Wunden: Stichwunden

Heilkundelexikon

Wunden: Stichwunden


Stichwunden gehören ebenfalls zur Gruppe der scharfrandigen Wunden, unterscheiden sich aber von den bisher besprochenen durch das unbedeutende Klaffen ihrer Ränder. Dasselbe findet seine Erklärung in den Instrumenten von meist geringem Durchmesser, welche, wie Messer, Dolche, Degen, Lanzen, Bajonnette, Nadeln, nur durch Stoss ohne gleichzeitigen Zug einzuwirken pflegen. Die Kleinheit der äusseren Oeffnung steht deshalb häufig ausser Verhältniss zur Tiefe und Schwere der Verwundung. Wirkt die Stossrichtung des Instrumentes senkrecht zur Körperfläche, so dringt dieses leicht in die Leibeshöhlen ein und macht schwere Verletzungen der Eingeweide; wirkt der Stoss aber schräg, so finden sich lange und enge Wundcanäle, welche infolge der ungleichmässigen Zurückziehurg der getroffenen Musculatur schwer mit Sonde und Finger zu verfolgen sind. Trifft das verwundende Instrument auf einen Knochen, so bricht es nicht selten ab und das abgebrochene Stück bleibt in der Wunde stecken.
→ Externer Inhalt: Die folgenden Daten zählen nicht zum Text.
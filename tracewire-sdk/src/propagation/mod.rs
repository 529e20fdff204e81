//! Wire propagation of correlation state.

mod correlation;

pub use correlation::{
    CorrelationPropagator, PARENT_SPAN_ID_HEADER, TRACE_ID_HEADER, TRACE_LEVEL_HEADER,
};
Es muss deshalb eine Stichwunde jedesmal sorgfältig auf Fremdkörper untersucht werden, insbesondere auch die Knochen, da die in einer Knochenspalte steckende Spitze oft genau in der Höhe der Knochenoberfläche abgebrochen ist. Knorpel leisten geringern Widerstand und werden deshalb leichter vollständig durchtrennt.
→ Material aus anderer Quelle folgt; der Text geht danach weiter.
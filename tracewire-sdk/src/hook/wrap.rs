//! Safe method patching.
//!
//! [`wrap`] installs an instrumentation wrapper around an operation of an
//! [`Exports`] surface with three hard guarantees:
//!
//! * the original is invoked **at most once** per call, enforced by the
//!   type system, since [`OriginalCall::call`] consumes the token;
//! * a fault in the wrapper's own logic can neither crash the host call
//!   nor change its result: the shim catches the panic, logs it, and
//!   either replays the original with the saved arguments (fault before
//!   delegation) or returns the already-produced result (fault after);
//! * a panic raised by the original itself propagates to the host caller
//!   unchanged; it is the target's fault, not instrumentation's.
//!
//! The result of a delegated call is parked in a slot shared between the
//! wrapper and the shim. The wrapper can look at it through
//! [`Delivered::inspect`] to record failures on a span, but it never owns
//! it; the shim takes it back out and hands it to the host caller after the
//! wrapper is done, panicked or not.

use crate::hook::exports::{Exports, MethodFn};
use std::panic::{catch_unwind, resume_unwind, AssertUnwindSafe};
use std::sync::atomic::{AtomicBool, AtomicU8, Ordering};
use std::sync::{Arc, Mutex};
use thiserror::Error;
use tracewire::{tw_debug, tw_error};

/// Errors raised when patching a module's exports.
#[derive(Error, Debug)]
#[non_exhaustive]
pub enum PatchError {
    /// No operation with the requested name is registered.
    #[error("no original function {method} to wrap in module {module}")]
    MethodNotFound {
        /// Module the lookup ran against.
        module: String,
        /// Requested operation name.
        method: String,
    },

    /// An operation with the requested name exists, but with different
    /// argument or return types.
    #[error("function {method} in module {module} has a different signature")]
    SignatureMismatch {
        /// Module the lookup ran against.
        module: String,
        /// Requested operation name.
        method: String,
    },

    /// The method table lock was poisoned.
    #[error("method table of module {module} is poisoned")]
    Poisoned {
        /// Module the lookup ran against.
        module: String,
    },
}

const NOT_DELEGATED: u8 = 0;
const IN_TARGET: u8 = 1;
const DELIVERED: u8 = 2;

/// Shared record of one call through a wrapped method.
struct Flight<R> {
    phase: AtomicU8,
    result: Mutex<Option<R>>,
}

impl<R> Default for Flight<R> {
    fn default() -> Self {
        Flight {
            phase: AtomicU8::new(NOT_DELEGATED),
            result: Mutex::new(None),
        }
    }
}

/// Single-use token for delegating to the original method.
///
/// Consuming the token is the only way to reach the original, which is what
/// makes "at most one invocation per wrapped call" a compile-time property.
pub struct OriginalCall<A, R> {
    f: MethodFn<A, R>,
    flight: Arc<Flight<R>>,
}

impl<A, R> std::fmt::Debug for OriginalCall<A, R> {
    fn fmt(&self, f: &mut std::fmt::Formatter<'_>) -> std::fmt::Result {
        f.debug_struct("OriginalCall").finish()
    }
}

impl<A, R> OriginalCall<A, R> {
    /// Invokes the original method with the given arguments.
    ///
    /// The result is parked for the host caller; the returned [`Delivered`]
    /// handle allows the wrapper to inspect it without taking ownership.
    pub fn call(self, args: A) -> Delivered<R> {
        self.flight.phase.store(IN_TARGET, Ordering::Relaxed);
        let result = (self.f)(args);
        if let Ok(mut slot) = self.flight.result.lock() {
            *slot = Some(result);
        }
        self.flight.phase.store(DELIVERED, Ordering::Relaxed);
        Delivered {
            flight: self.flight,
        }
    }
}

/// Handle to the parked result of a delegated call.
pub struct Delivered<R> {
    flight: Arc<Flight<R>>,
}

impl<R> std::fmt::Debug for Delivered<R> {
    fn fmt(&self, f: &mut std::fmt::Formatter<'_>) -> std::fmt::Result {
        f.debug_struct("Delivered").finish()
    }
}

impl<R> Delivered<R> {
    /// Applies `f` to the parked result, if it has not been handed back to
    /// the host caller yet.
    pub fn inspect<T>(&self, f: impl FnOnce(&R) -> T) -> Option<T> {
        self.flight
            .result
            .lock()
            .ok()
            .and_then(|slot| slot.as_ref().map(f))
    }
}

/// Replaces the operation `method` on `exports` with an instrumented
/// wrapper.
///
/// On every call of the patched method the wrapper receives a single-use
/// [`OriginalCall`] token plus the call's arguments. Typical wrappers
/// decide whether to trace, delegate via [`OriginalCall::call`], record the
/// outcome, and return; the shim then delivers the parked result to the
/// host caller. A wrapper that never delegates (on any path, including a
/// panic before delegation) still results in exactly one invocation of the
/// original: the shim replays it with a saved copy of the arguments.
///
/// Wrapping a missing or differently-typed method logs an error and leaves
/// the exports untouched, so a broken instrumentation cannot take a module
/// down with it.
pub fn wrap<A, R, W>(exports: &Exports, method: &str, wrapper: W) -> Result<(), PatchError>
where
    A: Clone + Send + 'static,
    R: Send + 'static,
    W: Fn(OriginalCall<A, R>, A) + Send + Sync + 'static,
{
    let original = match exports.method_fn::<A, R>(method) {
        Ok(original) => original,
        Err(err) => {
            tw_error!(
                name: "Wrap.Failed",
                reason = err.to_string()
            );
            return Err(err);
        }
    };

    let fault_logged = AtomicBool::new(false);
    let module = exports.module().to_string();
    let method_name = method.to_string();

    let shim = {
        let original = original.clone();
        move |args: A| -> R {
            let flight: Arc<Flight<R>> = Arc::new(Flight::default());
            let token = OriginalCall {
                f: original.clone(),
                flight: flight.clone(),
            };
            let replay_args = args.clone();

            if let Err(panic) = catch_unwind(AssertUnwindSafe(|| wrapper(token, args))) {
                if flight.phase.load(Ordering::Relaxed) == IN_TARGET {
                    // The target itself panicked; the host must see it.
                    resume_unwind(panic);
                }
                // Instrumentation-internal fault. Log the first occurrence
                // per call site, then fail quiet.
                if !fault_logged.swap(true, Ordering::Relaxed) {
                    tw_error!(
                        name: "Wrap.InstrumentationFault",
                        module = module.clone(),
                        method = method_name.clone()
                    );
                } else {
                    tw_debug!(
                        name: "Wrap.InstrumentationFault.Repeated",
                        module = module.clone(),
                        method = method_name.clone()
                    );
                }
            }

            let parked = flight.result.lock().ok().and_then(|mut slot| slot.take());
            match parked {
                Some(result) => result,
                // The wrapper never delegated; run the original unwrapped.
                None => (original)(replay_args),
            }
        }
    };

    exports.replace::<A, R>(method, Arc::new(shim))
}

/// Restores the original operation for `method`, removing any wraps.
pub fn unwrap(exports: &Exports, method: &str) -> Result<(), PatchError> {
    exports.restore(method)
}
Das ereignet sich am häufigsten bei den Rippenknorpeln, wenn in mörderischer oder selbstmörderischer Absicht ein Stoss gegen die Herzgegend gerichtet wird. Werden grössere Gefässe durch einen Stich getroffen, so verlegt der enge Stichcanal in der Regel dem Blute den Ausweg und dann bilden sich traumatische Aneurysmen oder weitreichende Blutinfiltrate.

Stichwunden werden auch zu diagnostischen und therapeutischen Zwecken angelegt. So bedient man sich häufig der Pravaz'schen Nadelspritze, um Aufschluss über Consistenz und Zusammensetzung krankhafter Bildungen zu erhalten. Zur Entleerung von Flüssigkeiten aus verschiedenen Körperhöhlen benutzt man den Troicart, ein mit dreiseitiger Spitze versehenes, verschieden dickes Stilet, welches von einer Hülse umgeben in die Höhle eingestossen wird; letztere lässt nach Zurückziehung des Stilets die Flüssigkeit ausströmen und wird zum Schlüsse ausgezogen. Die kleine, dreieckige Wunde verklebt sehr schnell und sichert die tiefer gelegenen Theile vor äusserer Infection. Solche Operationen bezeichnet man als subeutane. Zu denselben zählen auch die Trennungen tief gelegener Theile, Sehnen, Muskeln, Fascien, mittels feiner spitzer Messer, welche nach Verziehung einer Hautfalte eingestochen werden. Nach Ausziehung des Messers entspricht der äussere Stich nicht mehr der inneren Verwundung und bietet deshalb günstigere Verhältnisse für die Heilung dar.